Data extract:
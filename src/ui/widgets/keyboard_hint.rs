use ratatui::buffer::Buffer;
use ratatui::layout::Rect;
use ratatui::style::Style;
use ratatui::widgets::Widget;

use crate::ui::theme;

/// Two-row footer: an optional alert line above the key hints
pub struct FooterWidget<'a> {
    pub hints: Vec<(&'static str, &'static str)>,
    pub alert: Option<&'a str>,
}

impl Widget for FooterWidget<'_> {
    fn render(self, area: Rect, buf: &mut Buffer) {
        if area.height < 1 {
            return;
        }

        if let Some(alert) = self.alert {
            buf.set_string(area.x + 1, area.y, alert, Style::default().fg(theme::ALERT));
        }

        let hint_y = if area.height > 1 {
            area.y + area.height - 1
        } else {
            area.y
        };

        let mut x = area.x + 1;
        for (key, desc) in &self.hints {
            if x + (key.len() + desc.len() + 3) as u16 > area.x + area.width {
                break;
            }
            buf.set_string(x, hint_y, key, Style::default().fg(theme::ACCENT));
            x += key.len() as u16;
            buf.set_string(x, hint_y, ":", Style::default().fg(theme::DIM));
            x += 1;
            buf.set_string(x, hint_y, desc, Style::default().fg(theme::FG));
            x += desc.len() as u16 + 2;
        }
    }
}
//! Named calculator over optional 32-bit operands.
//!
//! A [`Calculator`] owns an immutable name and counts the operations that
//! completed without error. Absent operands are read as `0`, except for the
//! divisor, which must be present and non-zero.
//!
//! All arithmetic uses two's-complement wraparound:
//!
//! ```
//! use calculator::Calculator;
//!
//! let mut calc = Calculator::new(Some("Tejo")).unwrap();
//! assert_eq!(calc.sum(Some(i32::MAX), Some(1)), i32::MIN);
//! assert_eq!(calc.divide(Some(i32::MIN), Some(-1)).unwrap(), i32::MIN);
//! assert_eq!(calc.number_of_operations(), 2);
//! ```

use std::fmt;
use std::str::FromStr;

use crate::debug_event;
use crate::error::{CalculatorError, CalculatorResult};

/// Shortest accepted name, in UTF-16 code units.
pub const MIN_NAME_LEN: usize = 2;
/// Longest accepted name, in UTF-16 code units.
pub const MAX_NAME_LEN: usize = 5;
/// Ceiling of the operation count, so it always fits a non-negative `i32`.
pub const MAX_OPERATIONS: u32 = i32::MAX as u32;

#[derive(Debug, Clone, PartialEq, Eq)]
pub struct Calculator {
    name: String,
    operations: u32,
}

impl Calculator {
    /// Create a calculator named `name`.
    ///
    /// Fails with [`CalculatorError::NoName`] when `name` is `None` or is not
    /// between [`MIN_NAME_LEN`] and [`MAX_NAME_LEN`] UTF-16 code units long.
    /// A character outside the Basic Multilingual Plane counts as two.
    pub fn new(name: Option<&str>) -> CalculatorResult<Self> {
        let Some(name) = name else {
            return Err(CalculatorError::NoName { length: None });
        };

        let length = name.encode_utf16().count();
        if !(MIN_NAME_LEN..=MAX_NAME_LEN).contains(&length) {
            return Err(CalculatorError::NoName {
                length: Some(length),
            });
        }

        Ok(Self {
            name: name.to_string(),
            operations: 0,
        })
    }

    /// Add `a` and `b`, reading an absent operand as `0`.
    ///
    /// Never fails; overflow wraps around.
    pub fn sum(&mut self, a: Option<i32>, b: Option<i32>) -> i32 {
        let result = match (a, b) {
            (None, None) => 0,
            (None, Some(b)) => b,
            (Some(a), None) => a,
            (Some(a), Some(b)) => a.wrapping_add(b),
        };

        self.record();
        debug_event!(
            "calculator",
            "sum",
            "{}: {a:?} + {b:?} = {result} (operations: {})",
            self.name,
            self.operations
        );
        result
    }

    /// Divide `a` by `b` with truncating division.
    ///
    /// An absent `a` is read as `0`. An absent or zero `b` fails with
    /// [`CalculatorError::DivisorIsZero`] and leaves the operation count
    /// untouched. `i32::MIN / -1` wraps to `i32::MIN`.
    pub fn divide(&mut self, a: Option<i32>, b: Option<i32>) -> CalculatorResult<i32> {
        let divisor = match b {
            Some(b) if b != 0 => b,
            _ => {
                debug_event!("calculator", "rejected", "{}: {a:?} / {b:?}", self.name);
                return Err(CalculatorError::DivisorIsZero { divisor: b });
            }
        };

        let result = match a {
            None => 0,
            Some(a) => a.wrapping_div(divisor),
        };

        self.record();
        debug_event!(
            "calculator",
            "divide",
            "{}: {a:?} / {divisor} = {result} (operations: {})",
            self.name,
            self.operations
        );
        Ok(result)
    }

    pub fn name(&self) -> &str {
        &self.name
    }

    /// Number of `sum` and `divide` calls that completed without error.
    ///
    /// Stops at [`MAX_OPERATIONS`].
    pub fn number_of_operations(&self) -> u32 {
        self.operations
    }

    fn record(&mut self) {
        if self.operations < MAX_OPERATIONS {
            self.operations += 1;
        }
    }
}

impl TryFrom<&str> for Calculator {
    type Error = CalculatorError;

    fn try_from(name: &str) -> Result<Self, Self::Error> {
        Self::new(Some(name))
    }
}

impl FromStr for Calculator {
    type Err = CalculatorError;

    fn from_str(name: &str) -> Result<Self, Self::Err> {
        Self::new(Some(name))
    }
}

impl fmt::Display for Calculator {
    fn fmt(&self, f: &mut fmt::Formatter<'_>) -> fmt::Result {
        write!(f, "{} ({} operations)", self.name, self.operations)
    }
}

#[cfg(test)]
mod tests {
    use super::*;

    fn tejo() -> Calculator {
        Calculator::new(Some("Tejo")).unwrap()
    }

    #[test]
    fn test_new_accepts_valid_names() {
        for name in ["Tejo", "Oi ", "Troia", "ab"] {
            let calc = Calculator::new(Some(name)).unwrap();
            assert_eq!(calc.name(), name);
            assert_eq!(calc.number_of_operations(), 0);
        }
    }

    #[test]
    fn test_new_rejects_invalid_names() {
        for name in [None, Some(""), Some("P"), Some("Lisboa")] {
            let err = Calculator::new(name).unwrap_err();
            assert!(err.to_string().contains("no name"), "{name:?}: {err}");
            assert!(err.is_invalid_argument());
        }
    }

    #[test]
    fn test_name_length_counts_utf16_units() {
        // 5 units, 6 bytes
        let calc = Calculator::new(Some("Évora")).unwrap();
        assert_eq!(calc.name(), "Évora");

        // one char, two units
        let calc = Calculator::new(Some("\u{1F600}")).unwrap();
        assert_eq!(calc.name(), "\u{1F600}");

        // three chars, six units
        let err = Calculator::new(Some("\u{1F600}\u{1F600}\u{1F600}")).unwrap_err();
        assert_eq!(err, CalculatorError::NoName { length: Some(6) });
    }

    #[test]
    fn test_sum_treats_absent_as_zero() {
        let mut calc = tejo();
        assert_eq!(calc.sum(None, None), 0);
        assert_eq!(calc.sum(None, Some(1)), 1);
        assert_eq!(calc.sum(Some(-1), None), -1);
        assert_eq!(calc.sum(Some(2), Some(3)), 5);
        assert_eq!(calc.number_of_operations(), 4);
    }

    #[test]
    fn test_sum_wraps_on_overflow() {
        let mut calc = tejo();
        assert_eq!(calc.sum(Some(i32::MAX), Some(i32::MAX)), -2);
        assert_eq!(calc.sum(Some(i32::MIN), Some(i32::MIN)), 0);
        assert_eq!(calc.sum(Some(i32::MIN), Some(-1)), i32::MAX);
    }

    #[test]
    fn test_divide_truncates_toward_zero() {
        let mut calc = tejo();
        assert_eq!(calc.divide(Some(7), Some(2)), Ok(3));
        assert_eq!(calc.divide(Some(-7), Some(2)), Ok(-3));
        assert_eq!(calc.divide(None, Some(-2)), Ok(0));
        assert_eq!(calc.divide(Some(i32::MIN), Some(-1)), Ok(i32::MIN));
        assert_eq!(calc.number_of_operations(), 4);
    }

    #[test]
    fn test_divide_by_zero_leaves_count_unchanged() {
        let mut calc = tejo();
        calc.sum(Some(1), Some(1));

        let err = calc.divide(Some(5), Some(0)).unwrap_err();
        assert_eq!(err, CalculatorError::DivisorIsZero { divisor: Some(0) });
        let err = calc.divide(None, None).unwrap_err();
        assert_eq!(err, CalculatorError::DivisorIsZero { divisor: None });

        assert_eq!(calc.number_of_operations(), 1);
    }

    #[test]
    fn test_accessors_do_not_count() {
        let calc = tejo();
        for _ in 0..3 {
            assert_eq!(calc.name(), "Tejo");
            assert_eq!(calc.number_of_operations(), 0);
        }
    }

    #[test]
    fn test_count_saturates() {
        let mut calc = tejo();
        calc.operations = MAX_OPERATIONS - 1;
        calc.sum(None, None);
        calc.divide(Some(1), Some(1)).unwrap();
        assert_eq!(calc.number_of_operations(), MAX_OPERATIONS);
        assert!(i32::try_from(calc.number_of_operations()).is_ok());
    }

    #[test]
    fn test_parse_and_display() {
        let mut calc: Calculator = "Tejo".parse().unwrap();
        calc.sum(Some(1), Some(1));
        assert_eq!(calc.to_string(), "Tejo (1 operations)");
        assert!(Calculator::try_from("P").is_err());
    }
}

Task instructions:
Up to and including the line with "let mut x = area.x + 1;", please return the records exactly, beginning from their first line.

Response:
filename src/ui/widgets/keyboard_hint.rs
use ratatui::buffer::Buffer;
use ratatui::layout::Rect;
use ratatui::style::Style;
use ratatui::widgets::Widget;

use crate::ui::theme;

/// Two-row footer: an optional alert line above the key hints
pub struct FooterWidget<'a> {
    pub hints: Vec<(&'static str, &'static str)>,
    pub alert: Option<&'a str>,
}

impl Widget for FooterWidget<'_> {
    fn render(self, area: Rect, buf: &mut Buffer) {
        if area.height < 1 {
            return;
        }

        if let Some(alert) = self.alert {
            buf.set_string(area.x + 1, area.y, alert, Style::default().fg(theme::ALERT));
        }

        let hint_y = if area.height > 1 {
            area.y + area.height - 1
        } else {
            area.y
        };

        let mut x = area.x + 1;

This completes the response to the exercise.